Biofilm formation constitutes an alternative lifestyle in which microorganisms adopt a multicellular behavior that facilitates and/or prolongs survival in diverse environmental niches. Biofilms form on biotic and abiotic surfaces both in the environment and in the healthcare setting. In hospital wards, the formation of biofilms on vents and medical equipment enables pathogens to persist as reservoirs that can readily spread to patients. Inside the host, biofilms allow pathogens to subvert innate immune defenses and are thus associated with long-term persistence. Here we provide a general review of the steps leading to biofilm formation on surfaces and within eukaryotic cells, highlighting several medically important pathogens, and discuss recent advances on novel strategies aimed at biofilm prevention and/or dissolution.

Figure 1.

Schematic of the extracellular matrix composition in E. coli.
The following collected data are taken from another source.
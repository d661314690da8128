//! Link resolver: find related notes by term-weight similarity and record
//! links in front matter, the index, and optionally the note body.

use std::collections::{HashMap, HashSet};
use std::fs;
use std::path::PathBuf;

use regex::Regex;

use crate::atomic_write_file;
use crate::config::Config;
use crate::error::{Error, Result};
use crate::frontmatter::types::FrontMatter;
use crate::frontmatter::FrontMatterCodec;
use crate::index::{load_index, resolve, save_index, Zettel};
use crate::similarity::tokenizer::Tokenizer;
use crate::similarity::{build_corpus, cosine_similarity, tfidf_vectors, TermVector};

/// Similarity floor below which notes are not considered related.
pub const DEFAULT_SIMILARITY_THRESHOLD: f64 = 0.5;

/// Heading under which fallback body links are collected.
const LINKS_SECTION: &str = "## Links";

/// Notes related to `from` by cosine similarity at or above `threshold`.
///
/// The note itself and notes without a computed vector are excluded.
/// Results are ordered by descending similarity; equal scores fall back to
/// ascending note key so the ordering is total.
pub fn find_related(
    from: &Zettel,
    zettels: &[Zettel],
    threshold: f64,
    vectors: &HashMap<String, TermVector>,
) -> Vec<Zettel> {
    let from_vector = match vectors.get(&from.note_id) {
        Some(vector) => vector,
        None => {
            log::warn!("No term vector for note {}", from.note_id);
            return Vec::new();
        }
    };

    let mut scored: Vec<(f64, &Zettel)> = Vec::new();
    for zettel in zettels {
        if zettel.note_id == from.note_id {
            continue;
        }
        let vector = match vectors.get(&zettel.note_id) {
            Some(vector) => vector,
            None => continue,
        };
        let similarity = cosine_similarity(from_vector, vector);
        if similarity >= threshold {
            scored.push((similarity, zettel));
        }
    }

    scored.sort_by(|(similarity_a, a), (similarity_b, b)| {
        similarity_b
            .partial_cmp(similarity_a)
            .unwrap_or(std::cmp::Ordering::Equal)
            .then_with(|| a.note_id.cmp(&b.note_id))
    });

    if scored.is_empty() {
        log::warn!("No related notes found for {}", from.note_id);
    }

    scored.into_iter().map(|(_, zettel)| zettel.clone()).collect()
}

/// Order-preserving union of two link lists. Existing order is kept and
/// each incoming link is appended once; comparison is exact string
/// equality.
pub fn merge_links(existing: &[String], incoming: &[String]) -> Vec<String> {
    let mut seen = HashSet::new();
    let mut merged = Vec::with_capacity(existing.len() + incoming.len());
    for link in existing.iter().chain(incoming) {
        if seen.insert(link.clone()) {
            merged.push(link.clone());
        }
    }
    merged
}

/// Record links in a note's front matter. Merging makes re-adding a no-op,
/// and a note never links to itself.
pub fn add_links(front_matter: &mut FrontMatter, new_links: &[String]) {
    let incoming: Vec<String> = new_links
        .iter()
        .filter(|link| link.as_str() != front_matter.id)
        .cloned()
        .collect();
    front_matter.links = merge_links(&front_matter.links, &incoming);
}

/// How the insertion point for a visible body link is chosen.
#[derive(Debug, Clone, Copy, PartialEq, Eq, Default)]
pub enum AnchorStrategy {
    /// First anchor (in the given order) with a whole-word match wins.
    #[default]
    FirstMatch,
    /// Longest anchor with a whole-word match wins.
    LongestAnchor,
}

/// Anchor candidates for a destination note: its heaviest terms, best
/// first, ties broken alphabetically.
pub fn anchor_candidates(vector: &TermVector, limit: usize) -> Vec<String> {
    let mut terms: Vec<(&String, f64)> = vector.iter().map(|(term, weight)| (term, *weight)).collect();
    terms.sort_by(|(term_a, weight_a), (term_b, weight_b)| {
        weight_b
            .partial_cmp(weight_a)
            .unwrap_or(std::cmp::Ordering::Equal)
            .then_with(|| term_a.cmp(term_b))
    });
    terms.into_iter().take(limit).map(|(term, _)| term.clone()).collect()
}

/// Insert a visible `[[note-key]]` link into a body.
///
/// Anchors are tried as whole-word matches; the link is spliced in right
/// after the first span the strategy settles on. When no anchor matches,
/// the link is appended under a trailing `## Links` section, which is
/// created if the body does not have one.
pub fn insert_body_link(
    body: &str,
    note_key: &str,
    anchors: &[String],
    strategy: AnchorStrategy,
) -> String {
    let link_text = format!("[[{}]]", note_key);

    let mut ordered: Vec<&str> = anchors
        .iter()
        .map(String::as_str)
        .filter(|anchor| !anchor.is_empty())
        .collect();
    if strategy == AnchorStrategy::LongestAnchor {
        // Stable sort keeps the given order among anchors of equal length
        ordered.sort_by(|a, b| b.len().cmp(&a.len()));
    }

    for anchor in ordered {
        if let Some(end) = whole_word_match_end(body, anchor) {
            let mut spliced = String::with_capacity(body.len() + link_text.len() + 1);
            spliced.push_str(&body[..end]);
            spliced.push(' ');
            spliced.push_str(&link_text);
            spliced.push_str(&body[end..]);
            return spliced;
        }
    }

    append_links_section(body, &link_text)
}

/// Byte offset just past the first whole-word occurrence of `anchor`.
fn whole_word_match_end(body: &str, anchor: &str) -> Option<usize> {
    let pattern = format!(r"\b{}\b", regex::escape(anchor));
    let re = Regex::new(&pattern).ok()?;
    re.find(body).map(|m| m.end())
}

fn append_links_section(body: &str, link_text: &str) -> String {
    let trimmed = body.trim_end();
    let item = format!("- {}", link_text);
    if trimmed.lines().any(|line| line.trim() == LINKS_SECTION) {
        format!("{}\n{}", trimmed, item)
    } else if trimmed.is_empty() {
        format!("{}\n\n{}", LINKS_SECTION, item)
    } else {
        format!("{}\n\n{}\n\n{}", trimmed, LINKS_SECTION, item)
    }
}

/// Link a note to every note scoring at or above `threshold`, recording
/// the links in its front matter and the index. Returns the linked note
/// keys in rank order.
pub fn auto_link(
    config: &Config,
    from: &str,
    threshold: f64,
    tokenizer: &dyn Tokenizer,
) -> Result<Vec<String>> {
    let index_path = config.index_path();
    let mut zettels = load_index(&index_path)?;
    let position = resolve(&zettels, from)?;

    let documents = build_corpus(&zettels, tokenizer);
    let vectors = tfidf_vectors(&documents);

    let related = find_related(&zettels[position], &zettels, threshold, &vectors);
    if related.is_empty() {
        return Ok(Vec::new());
    }
    let related_keys: Vec<String> = related.iter().map(|zettel| zettel.note_id.clone()).collect();

    write_links(&mut zettels, position, &related_keys)?;
    save_index(&index_path, &zettels)?;

    log::info!(
        "Linked {} related notes to {}",
        related_keys.len(),
        zettels[position].note_id
    );
    Ok(related_keys)
}

/// Manually link one note to another; both may be given as index
/// identifier or note key.
pub fn link_notes(config: &Config, from: &str, to: &str) -> Result<()> {
    let index_path = config.index_path();
    let mut zettels = load_index(&index_path)?;
    let from_position = resolve(&zettels, from)?;
    let to_position = resolve(&zettels, to)?;

    if from_position == to_position {
        return Err(Error::MalformedData("a note cannot link to itself".to_string()));
    }

    let to_key = zettels[to_position].note_id.clone();
    write_links(&mut zettels, from_position, &[to_key])?;
    save_index(&index_path, &zettels)?;
    Ok(())
}

// Rewrites the note file's front matter and mirrors the merged link list
// into the index entry; the caller persists the index.
fn write_links(zettels: &mut [Zettel], position: usize, new_links: &[String]) -> Result<()> {
    let note_path = PathBuf::from(&zettels[position].note_path);
    let content = fs::read_to_string(&note_path)
        .map_err(|e| Error::io(format!("failed to read note {}", note_path.display()), e))?;
    let (mut front_matter, body) = FrontMatterCodec::parse(&content)?;

    add_links(&mut front_matter, new_links);
    let rewritten = FrontMatterCodec::serialize(&front_matter, &body)?;
    atomic_write_file(&note_path, rewritten.as_bytes())?;

    zettels[position].links = front_matter.links;
    Ok(())
}
//! Tamper-evident audit trail: append-only records in a SHA-256 hash chain.
//!
//! Each organization has its own chain; every record's hash covers the
//! previous hash plus a canonical serialization of the record content, so a
//! retroactive edit anywhere breaks verification from that point on.

pub mod chain;
pub mod record;

pub use chain::{ChainError, chain_hash, verify_chain};
pub use record::{AuditRecord, GENESIS_HASH, NewAuditRecord};
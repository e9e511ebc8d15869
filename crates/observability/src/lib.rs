//! Shared tracing/logging setup for embedding processes.

/// Initialize process-wide observability (tracing/logging).
///
/// This is safe to call multiple times; subsequent calls become no-ops.
pub fn init() {
    tracing::init();
}

/// Tracing configuration (filters, layers).
pub mod tracing;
Structural components include the EPS molecules colonic acid, cellulose, and PGA (polyglucosamine), which enable intercellular interactions, keeping bacteria in close proximity with each other. eDNA also serves as a connecting agent, as well as a nutritional source. Extracellular organelles such as flagella and CUP (chaperone usher pathway) pili enable bacterial aggregation strengthening the biofilm lattice. Secreted enzymes modify EPS components in response to environmental changes.

Figure 2.

Schematic of the IBC developmental cascade in UPEC (uropathogenic Escherichia coli), accompanied by SEM (scanning electron microscopy) images depicting the distinct morphological changes from attachment and invasion to filamentation and dispersal. (SEM images from Anderson et al. 2003, Hultgren Lab.)

Figure 3.

Schematic outlining the stages in biofilm development and listing the strategies aimed at inhibiting and/or disrupting biofilm formation at specific stages.